Filomena looked only out the open door into the late moonlight. “The plan I have for this mummy which I have made with my own hands is good.”

“What plan, what?” the gravedigger demanded, turning.

“We will have money to eat with. Would you deny my children this?”

But Ricardo was not listening. Near the far wall, he tilted his head this way and that and rubbed his chin, squinting at the tall shape which enwrapped its own shadow, which kept its own silence, leaning against the adobe.

“A toy,” mused Ricardo. “The largest death toy I have ever seen. I have seen man-size skeletons in windows, and man-size coffins made of cardboard and filled with candy skulls, yes. But this! I stand in awe, Filomena.”

“Awe?” said the gravedigger, his voice rising to a shriek. “This is no toy, this is—”

“Do you swear, Filomena?” said Ricardo, not looking at him. He reached out and tapped a few times on the rust-colored chest of the figure. It made the sound of a lonely drum. “Do you swear this is papier-mâché?”

“By the Virgin, I swear.”

“Well, then.” Ricardo shrugged, snorted, laughed. “It is simple. If you swear by the Virgin, what more need be said? No court action is necessary. Besides, it might take weeks or months to prove or disprove this is or is not a thing of flour paste and old newspapers colored with brown earth.”

“Weeks, months, prove, disprove!” The gravedigger turned in a circle as if to challenge the sanity of the universe held tight and impossible in these four walls. “This ‘toy' is my property, mine!”

“The ‘toy,'” said Filomena serenely, gazing out at the hills, “if it is a toy, and made by me, must surely belong to me. And even,” she went on, quietly communing with the new reserve of peace in her body, “even if it is not a toy, and it is indeed Juan Díaz come home, why, then, does not Juan Díaz belong first to God?”

“How can one argue that?” wondered Ricardo.

The gravedigger was willing to try. But before he had stuttered forth a half-dozen words, Filomena said, “And after God, in God's eyes, and at God's altar and in God's church, on one of God's holiest days, did not Juan Díaz say that he would be mine throughout his days?”

“Throughout his days—ah, ha, there you are!” said the gravedigger. “But his days are over, and now he is mine!”

“So,” said Filomena, “God's property first, and then Filomena Díaz' property, that is if this toy is not a toy and is Juan Díaz, and anyway, landlord of the dead, you evicted your tenant, you so much as said you did not want him, if you love him so dearly and want him, will you pay the new rent and tenant him again?”
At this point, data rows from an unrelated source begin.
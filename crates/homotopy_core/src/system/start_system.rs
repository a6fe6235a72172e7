//! Total-degree start systems `xᵢ^dᵢ - rᵢ = 0`, whose `∏ dᵢ` roots are
//! known in closed form.

use nalgebra::{DMatrix, DVector};
use rand::Rng;
use rug::Rational;

use super::{GroupKind, System};
use crate::error::{Error, Result};
use crate::function_tree::{pow, Node, Number};
use crate::numeric::{random_rational, Scalar};

/// Converts a linear index into mixed-radix digits, first digit varying fastest.
pub fn index_to_subscript(index: usize, dimensions: &[usize]) -> Result<Vec<usize>> {
    let count = dimensions.iter().product::<usize>();
    if index >= count {
        return Err(Error::IndexOutOfRange { index, count });
    }
    let mut remainder = index;
    Ok(dimensions
        .iter()
        .map(|&d| {
            let digit = remainder % d;
            remainder /= d;
            digit
        })
        .collect())
}

/// The total-degree start system of a square polynomial target.
///
/// It shares the target's variables, homogenizing variable and patch, so
/// its points live in the same space as the target's.
#[derive(Debug, Clone)]
pub struct TotalDegree {
    system: System,
    degrees: Vec<usize>,
    random_values: Vec<Number>,
}

impl TotalDegree {
    pub fn new<R: Rng + ?Sized>(target: &System, rng: &mut R) -> Result<Self> {
        if target.groups.len() != 1
            || target.groups[0].kind != GroupKind::Affine
            || !target.ungrouped.is_empty()
        {
            return Err(Error::IncompatibleSystems(
                "total degree start systems need exactly one affine variable group".to_string(),
            ));
        }
        let variables = target.groups[0].variables.clone();
        if variables.len() != target.num_functions() {
            return Err(Error::NotSquare {
                functions: target.num_functions(),
                variables: variables.len(),
            });
        }
        if !target.is_polynomial() {
            return Err(Error::NonPolynomial(
                "total degree start systems need a polynomial target".to_string(),
            ));
        }

        let mut degrees = Vec::with_capacity(variables.len());
        for (i, d) in target.degrees().into_iter().enumerate() {
            if d < 1 {
                return Err(Error::IncompatibleSystems(format!(
                    "function {} has degree {}",
                    i, d
                )));
            }
            degrees.push(d as usize);
        }

        let random_values: Vec<Number> = (0..variables.len())
            .map(|_| Number::Rational {
                re: random_rational(rng),
                im: random_rational(rng),
            })
            .collect();

        let mut system = target.copy_structure();
        for ((x, d), r) in variables.iter().zip(&degrees).zip(&random_values) {
            system.add_function(pow(x, *d as i32) - Node::number(r.clone()));
        }
        if system.num_hom_variables() > 0 {
            system.homogenize()?;
        }
        Ok(Self {
            system,
            degrees,
            random_values,
        })
    }

    pub fn system(&self) -> &System {
        &self.system
    }

    pub fn into_system(self) -> System {
        self.system
    }

    pub fn degrees(&self) -> &[usize] {
        &self.degrees
    }

    pub fn num_start_points(&self) -> usize {
        self.degrees.iter().product()
    }

    /// The constant `rᵢ` of function `index`.
    pub fn random_value<T: Scalar>(&self, index: usize) -> Result<T> {
        self.random_values
            .get(index)
            .map(|r| r.eval::<T>(self.system.precision()))
            .ok_or(Error::IndexOutOfRange {
                index,
                count: self.random_values.len(),
            })
    }

    pub fn random_values<T: Scalar>(&self) -> Vec<T> {
        let digits = self.system.precision();
        self.random_values.iter().map(|r| r.eval::<T>(digits)).collect()
    }

    /// Start point number `index`: `xᵢ = rᵢ^(1/dᵢ)·exp(2πi kᵢ/dᵢ)` with `k`
    /// the mixed-radix digits of `index`. When the system is homogenized the
    /// homogenizing coordinate is one before the point is scaled onto the patch.
    pub fn start_point<T: Scalar>(&self, index: usize) -> Result<DVector<T>> {
        let subscript = index_to_subscript(index, &self.degrees)?;
        let digits = self.system.precision();
        let homogenized = self.system.num_hom_variables() > 0;
        let offset = usize::from(homogenized);

        let mut point = DVector::from_element(self.system.num_variables(), T::zero(digits));
        if homogenized {
            point[0] = T::one(digits);
        }
        let zero = Rational::new();
        for (i, (&d, &k)) in self.degrees.iter().zip(&subscript).enumerate() {
            let r = self.random_values[i].eval::<T>(digits);
            let root = r.pow(&T::from_rational(&Rational::from((1, d as i64)), &zero, digits));
            let angle = T::from_rational(&zero, &Rational::from((2 * k as i64, d as i64)), digits) * T::pi(digits);
            point[offset + i] = root * angle.exp();
        }

        if self.system.is_patched() {
            point = self.system.rescale_point_to_fit_patch(&point)?;
        }
        Ok(point)
    }

    pub fn eval<T: Scalar>(&self, point: &DVector<T>) -> Result<DVector<T>> {
        self.system.eval(point, None)
    }

    pub fn jacobian<T: Scalar>(&self, point: &DVector<T>) -> Result<DMatrix<T>> {
        self.system.jacobian(point, None)
    }
}

#[cfg(test)]
mod tests {
    use super::*;
    use crate::numeric::MpComplex;
    use crate::parser::{parse_expression, SymbolTable};
    use num_complex::Complex64;
    use rand::rngs::StdRng;
    use rand::SeedableRng;

    fn target(texts: &[&str], names: &[&str]) -> (System, Vec<Node>) {
        let mut symbols = SymbolTable::new();
        let vars: Vec<Node> = names.iter().map(|n| symbols.variable(n)).collect();
        let mut sys = System::new();
        sys.add_variable_group(&vars).expect("variables");
        for text in texts {
            sys.add_function(parse_expression(text, &symbols).expect("Failed to parse"));
        }
        (sys, vars)
    }

    #[test]
    fn subscripts_are_mixed_radix() {
        assert_eq!(index_to_subscript(1, &[2, 2]).expect("in range"), vec![1, 0]);
        assert_eq!(index_to_subscript(2, &[2, 2]).expect("in range"), vec![0, 1]);
        assert_eq!(index_to_subscript(20, &[2, 3, 4, 5]).expect("in range"), vec![0, 1, 3, 0]);
        assert_eq!(index_to_subscript(119, &[2, 3, 4, 5]).expect("in range"), vec![1, 2, 3, 4]);
        assert!(matches!(
            index_to_subscript(120, &[2, 3, 4, 5]),
            Err(Error::IndexOutOfRange { index: 120, count: 120 })
        ));
    }

    #[test]
    fn start_points_solve_start_system() {
        let (sys, _) = target(&["x^2 + y", "x*y*z - 1", "z^4 + x - y"], &["x", "y", "z"]);
        let mut rng = StdRng::seed_from_u64(5);
        let td = TotalDegree::new(&sys, &mut rng).expect("square polynomial");
        assert_eq!(td.degrees(), &[2, 3, 4]);
        assert_eq!(td.num_start_points(), 24);
        for index in 0..td.num_start_points() {
            let point: DVector<Complex64> = td.start_point(index).expect("in range");
            let residual = td.eval(&point).expect("eval");
            assert!(residual.norm() < 1e-12, "start point {} residual {}", index, residual.norm());
        }
        assert!(td.start_point::<Complex64>(24).is_err());
    }

    #[test]
    fn start_points_are_distinct() {
        let (sys, _) = target(&["x^3 - 1", "y^2 - x"], &["x", "y"]);
        let mut rng = StdRng::seed_from_u64(9);
        let td = TotalDegree::new(&sys, &mut rng).expect("square polynomial");
        let points: Vec<DVector<Complex64>> =
            (0..td.num_start_points()).map(|i| td.start_point(i).expect("in range")).collect();
        for a in 0..points.len() {
            for b in a + 1..points.len() {
                assert!((&points[a] - &points[b]).norm() > 1e-6);
            }
        }
    }

    #[test]
    fn eval_and_jacobian_at_ones_and_zeros() {
        let (sys, _) = target(&["x^2 + y", "x*y*z - 1", "z^4 + x - y"], &["x", "y", "z"]);
        let mut rng = StdRng::seed_from_u64(5);
        let td = TotalDegree::new(&sys, &mut rng).expect("square polynomial");
        let r: Vec<Complex64> = td.random_values();
        let ones = DVector::from_element(3, Complex64::new(1.0, 0.0));
        let zeros = DVector::from_element(3, Complex64::new(0.0, 0.0));
        let at_ones = td.eval(&ones).expect("eval");
        let at_zeros = td.eval(&zeros).expect("eval");
        for i in 0..3 {
            assert!((at_ones[i] - (1.0 - r[i])).norm() < 1e-15);
            assert!((at_zeros[i] + r[i]).norm() < 1e-15);
        }
        let j = td.jacobian(&ones).expect("jacobian");
        for (i, d) in [2.0, 3.0, 4.0].into_iter().enumerate() {
            for k in 0..3 {
                let expected = if i == k { d } else { 0.0 };
                assert!((j[(i, k)] - Complex64::new(expected, 0.0)).norm() < 1e-15);
            }
        }
        assert!(td.random_value::<Complex64>(3).is_err());
    }

    #[test]
    fn non_polynomial_and_non_square_targets_are_rejected() {
        let (sys, _) = target(&["sin(x) + y", "y - 1"], &["x", "y"]);
        let mut rng = StdRng::seed_from_u64(5);
        assert!(matches!(TotalDegree::new(&sys, &mut rng), Err(Error::NonPolynomial(_))));
        let (sys, _) = target(&["x + y"], &["x", "y"]);
        assert!(matches!(TotalDegree::new(&sys, &mut rng), Err(Error::NotSquare { .. })));
    }

    #[test]
    fn homogenized_target_gives_patched_start_system() {
        let (mut sys, _) = target(&["(x-1)^3", "(y-1)^2"], &["x", "y"]);
        let mut rng = StdRng::seed_from_u64(21);
        sys.homogenize().expect("polynomial");
        sys.auto_patch(&mut rng).expect("projective group");
        let td = TotalDegree::new(&sys, &mut rng).expect("square polynomial");
        assert!(td.system().is_homogeneous());
        assert!(td.system().is_patched());
        assert_eq!(td.system().num_variables(), 3);
        for index in 0..td.num_start_points() {
            let point: DVector<Complex64> = td.start_point(index).expect("in range");
            assert!(td.eval(&point).expect("eval").norm() < 1e-12);
        }
    }

    #[test]
    fn multiple_precision_start_points_carry_system_precision() {
        let (mut sys, _) = target(&["x^2 - 3", "x*y - 2"], &["x", "y"]);
        let mut rng = StdRng::seed_from_u64(2);
        sys.set_precision(50);
        let mut td = TotalDegree::new(&sys, &mut rng).expect("square polynomial");
        td.system.set_precision(50);
        let point: DVector<MpComplex> = td.start_point(3).expect("in range");
        assert!(point.iter().all(|x| Scalar::precision(x) == 50));
        let residual = td.eval(&point).expect("eval");
        assert!(residual.iter().all(|v| Scalar::abs(v) < 1e-45));
    }

    #[test]
    fn homotopy_with_total_degree_has_expected_shape() {
        let mut symbols = SymbolTable::new();
        let x = symbols.variable("x");
        let y = symbols.variable("y");
        let z = symbols.variable("z");
        let mut sys = System::new();
        sys.add_variable_group(&[x, y, z]).expect("variables");
        for text in ["y+x*y+0.5", "x^3+x*y+e", "x^2*y^2+x*y*z*z-1"] {
            sys.add_function(parse_expression(text, &symbols).expect("Failed to parse"));
        }
        let mut rng = StdRng::seed_from_u64(8);
        let td = TotalDegree::new(&sys, &mut rng).expect("square polynomial");
        assert_eq!(td.num_start_points(), 2 * 3 * 4);

        let t = Node::variable("t");
        let gamma = Node::integer(1);
        let mut homotopy = System::straight_line_homotopy(&sys, td.system(), &gamma, &t).expect("compatible");
        homotopy.homogenize().expect("polynomial");
        homotopy.auto_patch(&mut rng).expect("projective group");
        assert_eq!(homotopy.num_variables(), 4);
        assert_eq!(homotopy.num_natural_variables(), 3);
        assert_eq!(homotopy.num_natural_functions(), 3);
        assert_eq!(homotopy.num_total_functions(), 4);
        assert!(homotopy.is_homogeneous());
        assert!(homotopy.is_polynomial());
        assert!(homotopy.is_patched());
    }
}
But so smothered by rage was the landlord of silence that it gave Ricardo time to step in. “Grave keeper, I see many months and many lawyers, and many points, fine points, to argue this way and that, which include real estate, toy manufactories, God, Filomena, one Juan Díaz wherever he is, hungry children, the conscience of a digger of graves, and so much complication that death's business will suffer. Under the circumstances are you prepared for these long years in and out of court?”

“I am prepared—” said the gravedigger, and paused.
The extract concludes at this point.